What needs to be done: Please give back the listing exactly as it reads.

Data supplied:
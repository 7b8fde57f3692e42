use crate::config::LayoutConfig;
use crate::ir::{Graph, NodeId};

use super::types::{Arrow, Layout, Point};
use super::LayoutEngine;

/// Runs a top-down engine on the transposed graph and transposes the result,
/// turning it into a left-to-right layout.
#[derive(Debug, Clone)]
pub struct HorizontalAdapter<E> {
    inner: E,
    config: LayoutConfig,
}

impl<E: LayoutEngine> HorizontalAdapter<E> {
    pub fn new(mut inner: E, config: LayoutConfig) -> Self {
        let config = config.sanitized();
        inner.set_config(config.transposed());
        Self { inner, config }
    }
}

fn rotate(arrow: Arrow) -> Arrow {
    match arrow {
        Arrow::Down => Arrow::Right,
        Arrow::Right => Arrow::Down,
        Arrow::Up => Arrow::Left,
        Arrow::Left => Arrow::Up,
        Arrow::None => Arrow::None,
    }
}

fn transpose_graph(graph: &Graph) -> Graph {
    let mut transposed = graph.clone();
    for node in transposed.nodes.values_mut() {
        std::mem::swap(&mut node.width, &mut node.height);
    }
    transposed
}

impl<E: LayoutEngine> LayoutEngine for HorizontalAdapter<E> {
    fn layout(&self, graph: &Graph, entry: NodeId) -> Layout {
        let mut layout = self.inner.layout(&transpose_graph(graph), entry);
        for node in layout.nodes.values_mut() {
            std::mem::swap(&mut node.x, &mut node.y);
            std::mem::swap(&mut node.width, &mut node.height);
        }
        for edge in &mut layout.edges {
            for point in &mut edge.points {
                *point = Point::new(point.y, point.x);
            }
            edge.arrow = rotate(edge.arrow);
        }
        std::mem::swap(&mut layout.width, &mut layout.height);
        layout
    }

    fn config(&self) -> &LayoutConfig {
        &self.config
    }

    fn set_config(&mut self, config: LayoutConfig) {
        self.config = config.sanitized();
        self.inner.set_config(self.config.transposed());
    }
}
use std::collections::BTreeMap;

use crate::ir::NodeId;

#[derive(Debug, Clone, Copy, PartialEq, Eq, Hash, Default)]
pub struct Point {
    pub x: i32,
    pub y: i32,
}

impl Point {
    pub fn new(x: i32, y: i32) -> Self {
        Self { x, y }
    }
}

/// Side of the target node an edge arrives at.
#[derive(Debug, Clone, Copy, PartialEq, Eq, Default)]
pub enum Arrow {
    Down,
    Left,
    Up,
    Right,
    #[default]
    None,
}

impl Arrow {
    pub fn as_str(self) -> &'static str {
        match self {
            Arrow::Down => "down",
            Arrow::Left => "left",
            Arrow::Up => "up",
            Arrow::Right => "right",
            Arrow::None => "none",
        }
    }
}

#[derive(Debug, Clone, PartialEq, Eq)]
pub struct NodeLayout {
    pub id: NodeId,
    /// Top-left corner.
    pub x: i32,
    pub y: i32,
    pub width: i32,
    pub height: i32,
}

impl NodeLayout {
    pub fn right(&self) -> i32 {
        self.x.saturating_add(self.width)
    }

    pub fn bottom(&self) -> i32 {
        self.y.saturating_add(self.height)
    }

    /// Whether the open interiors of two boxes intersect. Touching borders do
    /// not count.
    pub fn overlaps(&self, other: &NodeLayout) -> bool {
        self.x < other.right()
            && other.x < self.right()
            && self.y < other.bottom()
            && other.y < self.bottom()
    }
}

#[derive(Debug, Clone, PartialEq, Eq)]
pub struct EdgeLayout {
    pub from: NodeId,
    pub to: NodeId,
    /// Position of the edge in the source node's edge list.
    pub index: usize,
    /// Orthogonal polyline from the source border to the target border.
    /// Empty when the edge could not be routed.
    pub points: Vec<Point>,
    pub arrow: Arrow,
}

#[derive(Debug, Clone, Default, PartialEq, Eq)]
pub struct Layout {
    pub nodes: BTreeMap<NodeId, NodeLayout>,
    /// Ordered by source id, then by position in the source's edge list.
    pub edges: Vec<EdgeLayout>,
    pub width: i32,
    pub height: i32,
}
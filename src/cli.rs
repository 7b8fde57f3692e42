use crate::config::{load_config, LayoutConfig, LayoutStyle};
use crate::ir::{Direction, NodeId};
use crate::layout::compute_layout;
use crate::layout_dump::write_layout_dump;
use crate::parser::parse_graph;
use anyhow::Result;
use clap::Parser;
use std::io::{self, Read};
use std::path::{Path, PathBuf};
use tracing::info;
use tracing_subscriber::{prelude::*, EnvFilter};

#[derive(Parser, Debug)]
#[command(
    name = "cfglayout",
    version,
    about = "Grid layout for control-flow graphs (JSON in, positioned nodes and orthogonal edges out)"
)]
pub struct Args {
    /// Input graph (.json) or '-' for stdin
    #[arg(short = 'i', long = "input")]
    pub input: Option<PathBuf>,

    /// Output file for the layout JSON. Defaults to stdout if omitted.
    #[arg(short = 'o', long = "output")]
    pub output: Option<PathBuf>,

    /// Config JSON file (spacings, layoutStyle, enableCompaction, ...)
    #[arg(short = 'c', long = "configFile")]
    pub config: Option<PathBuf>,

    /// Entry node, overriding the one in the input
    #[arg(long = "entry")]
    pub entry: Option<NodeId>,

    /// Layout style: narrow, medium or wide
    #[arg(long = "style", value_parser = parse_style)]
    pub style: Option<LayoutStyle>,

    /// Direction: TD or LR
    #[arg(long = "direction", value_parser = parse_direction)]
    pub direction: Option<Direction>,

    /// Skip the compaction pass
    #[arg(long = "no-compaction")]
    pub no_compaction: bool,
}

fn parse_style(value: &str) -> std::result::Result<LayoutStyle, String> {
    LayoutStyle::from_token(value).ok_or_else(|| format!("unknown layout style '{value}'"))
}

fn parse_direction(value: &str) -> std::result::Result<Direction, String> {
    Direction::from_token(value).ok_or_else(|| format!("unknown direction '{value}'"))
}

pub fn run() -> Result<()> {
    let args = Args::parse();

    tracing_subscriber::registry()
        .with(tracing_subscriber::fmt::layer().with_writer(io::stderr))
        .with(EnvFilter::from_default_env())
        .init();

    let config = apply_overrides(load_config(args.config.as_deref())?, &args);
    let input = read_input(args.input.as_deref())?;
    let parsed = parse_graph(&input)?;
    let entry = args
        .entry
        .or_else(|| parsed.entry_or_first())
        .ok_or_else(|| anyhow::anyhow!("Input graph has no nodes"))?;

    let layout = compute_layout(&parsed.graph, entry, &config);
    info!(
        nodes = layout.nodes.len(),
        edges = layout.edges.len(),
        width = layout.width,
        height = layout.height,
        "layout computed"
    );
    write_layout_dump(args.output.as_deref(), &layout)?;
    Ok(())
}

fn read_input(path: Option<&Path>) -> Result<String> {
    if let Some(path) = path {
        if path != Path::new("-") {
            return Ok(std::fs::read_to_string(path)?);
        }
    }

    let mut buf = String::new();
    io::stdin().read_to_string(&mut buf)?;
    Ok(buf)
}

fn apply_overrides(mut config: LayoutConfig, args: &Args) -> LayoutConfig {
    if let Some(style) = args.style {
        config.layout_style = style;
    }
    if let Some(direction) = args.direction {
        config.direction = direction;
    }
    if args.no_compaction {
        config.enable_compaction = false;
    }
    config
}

Finished task:
repository 7b8fde57f3692e42
use crate::config::LayoutConfig;
use crate::ir::{Graph, NodeId};

use super::types::{Arrow, Layout, Point};
use super::LayoutEngine;

/// Runs a top-down engine on the transposed graph and transposes the result,
/// turning it into a left-to-right layout.
#[derive(Debug, Clone)]
pub struct HorizontalAdapter<E> {
    inner: E,
    config: LayoutConfig,
}

impl<E: LayoutEngine> HorizontalAdapter<E> {
    pub fn new(mut inner: E, config: LayoutConfig) -> Self {
        let config = config.sanitized();
        inner.set_config(config.transposed());
        Self { inner, config }
    }
}

fn rotate(arrow: Arrow) -> Arrow {
    match arrow {
        Arrow::Down => Arrow::Right,
        Arrow::Right => Arrow::Down,
        Arrow::Up => Arrow::Left,
        Arrow::Left => Arrow::Up,
        Arrow::None => Arrow::None,
    }
}

fn transpose_graph(graph: &Graph) -> Graph {
    let mut transposed = graph.clone();
    for node in transposed.nodes.values_mut() {
        std::mem::swap(&mut node.width, &mut node.height);
    }
    transposed
}

impl<E: LayoutEngine> LayoutEngine for HorizontalAdapter<E> {
    fn layout(&self, graph: &Graph, entry: NodeId) -> Layout {
        let mut layout = self.inner.layout(&transpose_graph(graph), entry);
        for node in layout.nodes.values_mut() {
            std::mem::swap(&mut node.x, &mut node.y);
            std::mem::swap(&mut node.width, &mut node.height);
        }
        for edge in &mut layout.edges {
            for point in &mut edge.points {
                *point = Point::new(point.y, point.x);
            }
            edge.arrow = rotate(edge.arrow);
        }
        std::mem::swap(&mut layout.width, &mut layout.height);
        layout
    }

    fn config(&self) -> &LayoutConfig {
        &self.config
    }

    fn set_config(&mut self, config: LayoutConfig) {
        self.config = config.sanitized();
        self.inner.set_config(self.config.transposed());
    }
}
use std::collections::BTreeMap;

use crate::ir::NodeId;

#[derive(Debug, Clone, Copy, PartialEq, Eq, Hash, Default)]
pub struct Point {
    pub x: i32,
    pub y: i32,
}

impl Point {
    pub fn new(x: i32, y: i32) -> Self {
        Self { x, y }
    }
}

/// Side of the target node an edge arrives at.
#[derive(Debug, Clone, Copy, PartialEq, Eq, Default)]
pub enum Arrow {
    Down,
    Left,
    Up,
    Right,
    #[default]
    None,
}

impl Arrow {
    pub fn as_str(self) -> &'static str {
        match self {
            Arrow::Down => "down",
            Arrow::Left => "left",
            Arrow::Up => "up",
            Arrow::Right => "right",
            Arrow::None => "none",
        }
    }
}

#[derive(Debug, Clone, PartialEq, Eq)]
pub struct NodeLayout {
    pub id: NodeId,
    /// Top-left corner.
    pub x: i32,
    pub y: i32,
    pub width: i32,
    pub height: i32,
}

impl NodeLayout {
    pub fn right(&self) -> i32 {
        self.x.saturating_add(self.width)
    }

    pub fn bottom(&self) -> i32 {
        self.y.saturating_add(self.height)
    }

    /// Whether the open interiors of two boxes intersect. Touching borders do
    /// not count.
    pub fn overlaps(&self, other: &NodeLayout) -> bool {
        self.x < other.right()
            && other.x < self.right()
            && self.y < other.bottom()
            && other.y < self.bottom()
    }
}

#[derive(Debug, Clone, PartialEq, Eq)]
pub struct EdgeLayout {
    pub from: NodeId,
    pub to: NodeId,
    /// Position of the edge in the source node's edge list.
    pub index: usize,
    /// Orthogonal polyline from the source border to the target border.
    /// Empty when the edge could not be routed.
    pub points: Vec<Point>,
    pub arrow: Arrow,
}

#[derive(Debug, Clone, Default, PartialEq, Eq)]
pub struct Layout {
    pub nodes: BTreeMap<NodeId, NodeLayout>,
    /// Ordered by source id, then by position in the source's edge list.
    pub edges: Vec<EdgeLayout>,
    pub width: i32,
    pub height: i32,
}
filename src/cli.rs
repository 7b8fde57f3692e42
use crate::config::{load_config, LayoutConfig, LayoutStyle};
use crate::ir::{Direction, NodeId};
use crate::layout::compute_layout;
use crate::layout_dump::write_layout_dump;
use crate::parser::parse_graph;
use anyhow::Result;
use clap::Parser;
use std::io::{self, Read};
use std::path::{Path, PathBuf};
use tracing::info;
use tracing_subscriber::{prelude::*, EnvFilter};

#[derive(Parser, Debug)]
#[command(
    name = "cfglayout",
    version,
    about = "Grid layout for control-flow graphs (JSON in, positioned nodes and orthogonal edges out)"
)]
pub struct Args {
    /// Input graph (.json) or '-' for stdin
    #[arg(short = 'i', long = "input")]
    pub input: Option<PathBuf>,

    /// Output file for the layout JSON. Defaults to stdout if omitted.
    #[arg(short = 'o', long = "output")]
    pub output: Option<PathBuf>,

    /// Config JSON file (spacings, layoutStyle, enableCompaction, ...)
    #[arg(short = 'c', long = "configFile")]
    pub config: Option<PathBuf>,

    /// Entry node, overriding the one in the input
    #[arg(long = "entry")]
    pub entry: Option<NodeId>,

    /// Layout style: narrow, medium or wide
    #[arg(long = "style", value_parser = parse_style)]
    pub style: Option<LayoutStyle>,

    /// Direction: TD or LR
    #[arg(long = "direction", value_parser = parse_direction)]
    pub direction: Option<Direction>,

    /// Skip the compaction pass
    #[arg(long = "no-compaction")]
    pub no_compaction: bool,
}

fn parse_style(value: &str) -> std::result::Result<LayoutStyle, String> {
    LayoutStyle::from_token(value).ok_or_else(|| format!("unknown layout style '{value}'"))
}

fn parse_direction(value: &str) -> std::result::Result<Direction, String> {
    Direction::from_token(value).ok_or_else(|| format!("unknown direction '{value}'"))
}

pub fn run() -> Result<()> {
    let args = Args::parse();

    tracing_subscriber::registry()
        .with(tracing_subscriber::fmt::layer().with_writer(io::stderr))
        .with(EnvFilter::from_default_env())
        .init();

    let config = apply_overrides(load_config(args.config.as_deref())?, &args);
    let input = read_input(args.input.as_deref())?;
    let parsed = parse_graph(&input)?;
    let entry = args
        .entry
        .or_else(|| parsed.entry_or_first())
        .ok_or_else(|| anyhow::anyhow!("Input graph has no nodes"))?;

    let layout = compute_layout(&parsed.graph, entry, &config);
    info!(
        nodes = layout.nodes.len(),
        edges = layout.edges.len(),
        width = layout.width,
        height = layout.height,
        "layout computed"
    );
    write_layout_dump(args.output.as_deref(), &layout)?;
    Ok(())
}

fn read_input(path: Option<&Path>) -> Result<String> {
    if let Some(path) = path {
        if path != Path::new("-") {
            return Ok(std::fs::read_to_string(path)?);
        }
    }

    let mut buf = String::new();
    io::stdin().read_to_string(&mut buf)?;
    Ok(buf)
}

fn apply_overrides(mut config: LayoutConfig, args: &Args) -> LayoutConfig {
    if let Some(style) = args.style {
        config.layout_style = style;
    }
    if let Some(direction) = args.direction {
        config.direction = direction;
    }
    if args.no_compaction {
        config.enable_compaction = false;
    }
    config
}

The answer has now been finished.